Teilhardina (, ) was an early marmoset-like primate that lived in Europe, North America and Asia during the Early Eocene epoch, about 56-47 million years ago. The paleontologist George Gaylord Simpson is credited with naming it after the French paleontologist, Jesuit and philosopher Teilhard de Chardin.

Paleobiology
 
Carbon isotope excursion suggests that the Asian Teilhardina asiatica is the oldest member of the genus; the youngest is the North American Teilhardina brandti. However finds in Wyoming suggest Teilhardina may have originated in North America.

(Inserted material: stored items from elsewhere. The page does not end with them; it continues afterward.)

#[cfg(test)]
mod tests {
    use super::*;
    use std::io::Read;
    use std::time::Duration;

    use cafs_crypto::ContentHasher;

    use crate::file::{Memdir, Memfile};
    use crate::memory::MapStore;
    use crate::network::Network;
    use crate::traits::Filestore;

    fn sample_tree() -> Memdir {
        Memdir::new("/a")
            .with(Memfile::from_bytes("a.txt", "foo"))
            .with(Memfile::from_bytes("b.txt", "bar"))
            .with(
                Memdir::new("/c")
                    .with(Memfile::from_bytes("d.txt", "baz"))
                    .with(Memdir::new("/e").with(Memfile::from_bytes("f.txt", "bat"))),
            )
    }

    fn dir_key(children: &[Key]) -> Key {
        ContentHasher::SHA2_256
            .key("map", &ContentHasher::directory_buffer(children))
            .unwrap()
    }

    struct Broken;

    impl Read for Broken {
        fn read(&mut self, _: &mut [u8]) -> std::io::Result<usize> {
            Err(std::io::Error::other("unreadable"))
        }
    }

    // -----------------------------------------------------------------------
    // Events
    // -----------------------------------------------------------------------

    #[tokio::test]
    async fn one_event_per_leaf() {
        let store = MapStore::new();
        let mut adder = store.new_adder(false, false).unwrap();
        let stream = adder.added().unwrap();
        let consumer = tokio::spawn(stream.collect());

        adder.add_file(sample_tree()).await.unwrap();
        adder
            .add_file(Memfile::from_bytes("top.txt", "top").with_path("/top.txt"))
            .await
            .unwrap();
        assert_eq!(adder.close().await.unwrap(), None);

        let events = consumer.await.unwrap();
        let paths: Vec<&str> = events.iter().map(|e| e.path.as_str()).collect();
        assert_eq!(
            paths,
            vec!["/a/a.txt", "/a/b.txt", "/a/c/d.txt", "/a/c/e/f.txt", "/top.txt"]
        );
        assert_eq!(events[0].name, "a.txt");
        assert_eq!(events[0].bytes, 3);
        for event in &events {
            assert!(store.has(&event.key).unwrap());
        }
    }

    #[tokio::test]
    async fn event_keys_rebuild_directory_key() {
        let direct = MapStore::new().put(&mut sample_tree(), false).unwrap();

        let store = MapStore::new();
        let mut adder = store.new_adder(false, true).unwrap();
        let consumer = tokio::spawn(adder.added().unwrap().collect());
        adder.add_file(sample_tree()).await.unwrap();
        let root = adder.close().await.unwrap().unwrap();
        let events = consumer.await.unwrap();

        let keys: Vec<Key> = events.iter().map(|e| e.key.clone()).collect();
        let e = dir_key(&keys[3..4]);
        let c = dir_key(&[keys[2].clone(), e]);
        let a = dir_key(&[keys[0].clone(), keys[1].clone(), c]);
        assert_eq!(a, direct);
        assert!(store.has(&direct).unwrap());
        assert_eq!(root, dir_key(&[direct]));
    }

    #[tokio::test]
    async fn wrap_root_lists_top_level_in_add_order() {
        let store = MapStore::new();
        let mut adder = store.new_adder(false, true).unwrap();
        adder.add_file(Memfile::from_bytes("one", "1")).await.unwrap();
        adder.add_file(Memfile::from_bytes("two", "2")).await.unwrap();
        let root = adder.close().await.unwrap().unwrap();

        let one = ContentHasher::SHA2_256.key("map", b"1").unwrap();
        let two = ContentHasher::SHA2_256.key("map", b"2").unwrap();
        assert_eq!(root, dir_key(&[one, two]));

        let mut dir = store.get(&root).unwrap();
        assert_eq!(dir.next_file().unwrap().unwrap().read_all().unwrap(), b"1");
    }

    #[tokio::test]
    async fn wrap_with_nothing_added() {
        let store = MapStore::new();
        let mut adder = store.new_adder(false, true).unwrap();
        assert_eq!(adder.close().await.unwrap(), None);
        assert!(store.is_empty());
    }

    #[tokio::test]
    async fn streams_are_taken_once() {
        let store = MapStore::new();
        let mut adder = store.new_adder(false, false).unwrap();
        assert!(adder.added().is_some());
        assert!(adder.added().is_none());
        assert!(adder.errors().is_some());
        assert!(adder.errors().is_none());
        adder.close().await.unwrap();
    }

    // -----------------------------------------------------------------------
    // Lifecycle
    // -----------------------------------------------------------------------

    #[tokio::test]
    async fn close_without_consumer_does_not_hang() {
        let store = MapStore::with_config(
            &Network::new(),
            AdderConfig {
                work_queue: 1,
                event_queue: 1,
            },
        );
        let mut adder = store.new_adder(false, false).unwrap();
        adder.add_file(Memfile::from_bytes("x", "x")).await.unwrap();
        adder.close().await.unwrap();
        assert_eq!(store.len(), 1);
    }

    fn small_queues() -> MapStore {
        MapStore::with_config(
            &Network::new(),
            AdderConfig {
                work_queue: 1,
                event_queue: 1,
            },
        )
    }

    fn numbered(i: usize) -> Memfile {
        Memfile::from_bytes(format!("f{i}"), i.to_string())
    }

    fn numbered_key(i: usize) -> Key {
        ContentHasher::SHA2_256
            .key("map", i.to_string().as_bytes())
            .unwrap()
    }

    #[tokio::test]
    async fn add_file_waits_for_slow_consumer() {
        let store = small_queues();
        let mut adder = store.new_adder(false, false).unwrap();
        let stream = adder.added().unwrap();

        // One event buffered, one leaf waiting to emit, one file queued.
        for i in 0..3 {
            tokio::time::timeout(Duration::from_secs(5), adder.add_file(numbered(i)))
                .await
                .expect("queue should have room")
                .unwrap();
        }
        let blocked =
            tokio::time::timeout(Duration::from_millis(100), adder.add_file(numbered(3))).await;
        assert!(blocked.is_err(), "add_file should wait while queues are full");

        let consumer = tokio::spawn(stream.collect());
        tokio::time::timeout(Duration::from_secs(5), adder.add_file(numbered(4)))
            .await
            .expect("reading events frees the queue")
            .unwrap();
        tokio::time::timeout(Duration::from_secs(5), adder.close())
            .await
            .expect("close should finish")
            .unwrap();

        let names: Vec<String> = consumer.await.unwrap().into_iter().map(|e| e.name).collect();
        assert_eq!(names, vec!["f0", "f1", "f2", "f4"]);
        assert!(!store.has(&numbered_key(3)).unwrap());
    }

    #[tokio::test]
    async fn cancel_drops_queued_work() {
        let store = small_queues();
        let mut adder = store.new_adder(false, false).unwrap();
        let _stream = adder.added().unwrap();

        for i in 0..3 {
            tokio::time::timeout(Duration::from_secs(5), adder.add_file(numbered(i)))
                .await
                .expect("queue should have room")
                .unwrap();
        }
        adder.cancel();
        assert!(matches!(adder.close().await, Err(StoreError::Cancelled)));

        assert!(store.has(&numbered_key(0)).unwrap());
        assert!(!store.has(&numbered_key(2)).unwrap());
    }

    #[tokio::test]
    async fn second_close_is_an_error() {
        let store = MapStore::new();
        let mut adder = store.new_adder(false, false).unwrap();
        adder.close().await.unwrap();
        assert!(matches!(adder.close().await, Err(StoreError::AdderClosed)));
        assert!(matches!(
            adder.add_file(Memfile::from_bytes("late", "late")).await,
            Err(StoreError::AdderClosed)
        ));
    }

    #[tokio::test]
    async fn cancel_ends_stream() {
        let store = MapStore::new();
        let mut adder = store.new_adder(false, false).unwrap();
        let mut stream = adder.added().unwrap();

        adder.cancel();
        assert!(stream.next().await.is_none());
        assert!(matches!(
            adder.add_file(Memfile::from_bytes("x", "x")).await,
            Err(StoreError::Cancelled)
        ));
        assert!(matches!(adder.close().await, Err(StoreError::Cancelled)));
    }

    #[tokio::test]
    async fn cancel_through_token() {
        let store = MapStore::new();
        let mut adder = store.new_adder(false, false).unwrap();
        adder.add_file(Memfile::from_bytes("x", "x")).await.unwrap();
        adder.cancellation_token().cancel();
        assert!(matches!(adder.close().await, Err(StoreError::Cancelled)));
    }

    #[test]
    fn needs_a_runtime() {
        let store = MapStore::new();
        assert!(matches!(
            store.new_adder(false, false),
            Err(StoreError::NoRuntime)
        ));
    }

    /// A reader that blocks until its bytes are sent.
    struct Gate {
        rx: std::sync::mpsc::Receiver<Vec<u8>>,
        done: bool,
    }

    impl Read for Gate {
        fn read(&mut self, buf: &mut [u8]) -> std::io::Result<usize> {
            if self.done {
                return Ok(0);
            }
            self.done = true;
            let data = self.rx.recv().map_err(std::io::Error::other)?;
            buf[..data.len()].copy_from_slice(&data);
            Ok(data.len())
        }
    }

    #[tokio::test]
    async fn blocking_reader_does_not_stall_runtime() {
        let store = MapStore::new();
        let mut adder = store.new_adder(false, false).unwrap();
        let mut stream = adder.added().unwrap();
        let (tx, rx) = std::sync::mpsc::channel();

        adder
            .add_file(Memfile::from_reader("gated", Gate { rx, done: false }))
            .await
            .unwrap();
        // The worker is now parked in the read; this task must still run.
        tokio::time::sleep(Duration::from_millis(50)).await;
        tx.send(b"open".to_vec()).unwrap();

        let event = tokio::time::timeout(Duration::from_secs(5), stream.next())
            .await
            .unwrap()
            .unwrap();
        assert_eq!(event.name, "gated");
        assert_eq!(event.bytes, 4);
        adder.close().await.unwrap();
    }

    // -----------------------------------------------------------------------
    // Errors
    // -----------------------------------------------------------------------

    #[tokio::test]
    async fn failed_unit_reports_error_and_session_continues() {
        let store = MapStore::new();
        let mut adder = store.new_adder(false, false).unwrap();
        let mut errors = adder.errors().unwrap();
        let consumer = tokio::spawn(adder.added().unwrap().collect());

        adder.add_file(Memfile::from_reader("bad", Broken)).await.unwrap();
        adder.add_file(Memfile::from_bytes("good", "good")).await.unwrap();
        adder.close().await.unwrap();

        let events = consumer.await.unwrap();
        assert_eq!(events.len(), 1);
        assert_eq!(events[0].name, "good");

        let err = errors.next().await.unwrap();
        assert!(matches!(err, StoreError::Io { .. }));
        assert!(errors.next().await.is_none());
    }

    #[tokio::test]
    async fn failure_inside_directory_is_one_error() {
        let store = MapStore::new();
        let mut adder = store.new_adder(false, true).unwrap();
        let mut errors = adder.errors().unwrap();

        let dir = Memdir::new("/d")
            .with(Memfile::from_bytes("ok", "ok"))
            .with(Memfile::from_reader("bad", Broken));
        adder.add_file(dir).await.unwrap();
        assert_eq!(adder.close().await.unwrap(), None);

        assert_eq!(errors.drain().len(), 1);
        // the leaf written before the failure stays
        assert!(store
            .has(&ContentHasher::SHA2_256.key("map", b"ok").unwrap())
            .unwrap());
    }
}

There are four hypotheses that have been proposed to try and explain the geographic distribution:

 Africa was the origination of the primates and then they dispersed to Europe- Greenland and finally North America.
 Primates originated in North America then dispersed to Asia through the Bering route and later passed through Greenland to finally reach Europe.
 Primates originated in Asia or Africa and dispersed through North America and finally reaching western Europe.
 Asia was the primate’s origination, they then dispersed eastward towards North America and westward to Europe.

At one point a hypothesis arose that the primates may have originated in India prior to the plate collision with Asia near the Paleocene-Eocene boundary and they spread into Asia afterwards.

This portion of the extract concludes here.